» **TASK BRIEF**
For every line below that includes the word "HeaderMap", add one; report the final number and nothing else.

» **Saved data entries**
____

//! Streams produced artifacts back to clients while their expiry record is
//! still live.

use crate::{errors::AppError, models::artifact::Artifact, state::AppState};
use axum::{
    body::Body,
    extract::{Path, State},
    http::{HeaderMap, HeaderValue, StatusCode, header},
    response::Response,
};
use tokio::fs::File;
use tokio_util::io::ReaderStream;

/// `GET /uploads/{filename}`
pub async fn download_artifact(
    State(state): State<AppState>,
    Path(filename): Path<String>,
) -> Result<Response, AppError> {
    let (artifact, path) = state.artifacts.open(&filename).await?;
    let file = File::open(&path).await.map_err(|err| {
        tracing::warn!("artifact {} vanished before streaming: {}", filename, err);
        AppError::not_found("File not found")
    })?;

    let mut response = Response::new(Body::from_stream(ReaderStream::new(file)));
    *response.status_mut() = StatusCode::OK;
    set_artifact_headers(response.headers_mut(), &artifact);
    Ok(response)
}

fn set_artifact_headers(headers: &mut HeaderMap, artifact: &Artifact) {
    headers.insert(
        header::CONTENT_TYPE,
        HeaderValue::from_static(content_type_for(&artifact.filename)),
    );
    headers.insert(
        header::CONTENT_LENGTH,
        HeaderValue::from_str(&artifact.size_bytes.max(0).to_string())
            .unwrap_or_else(|_| HeaderValue::from_static("0")),
    );
    headers.insert(header::CACHE_CONTROL, HeaderValue::from_static("no-store"));
}

fn content_type_for(filename: &str) -> &'static str {
    let extension = filename.rsplit_once('.').map(|(_, ext)| ext).unwrap_or("");
    match extension.to_ascii_lowercase().as_str() {
        "pdf" => "application/pdf",
        "docx" => "application/vnd.openxmlformats-officedocument.wordprocessingml.document",
        "xlsx" => "application/vnd.openxmlformats-officedocument.spreadsheetml.sheet",
        "pptx" => "application/vnd.openxmlformats-officedocument.presentationml.presentation",
        "zip" => "application/zip",
        _ => "application/octet-stream",
    }
}

#[cfg(test)]
mod tests {
    use super::*;

    #[test]
    fn content_types_follow_extension() {
        assert_eq!(content_type_for("merged-1-abcdef12.pdf"), "application/pdf");
        assert_eq!(content_type_for("converted-1-abcdef12.ZIP"), "application/zip");
        assert_eq!(content_type_for("noext"), "application/octet-stream");
    }
}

____

» **FINAL ANSWER**
2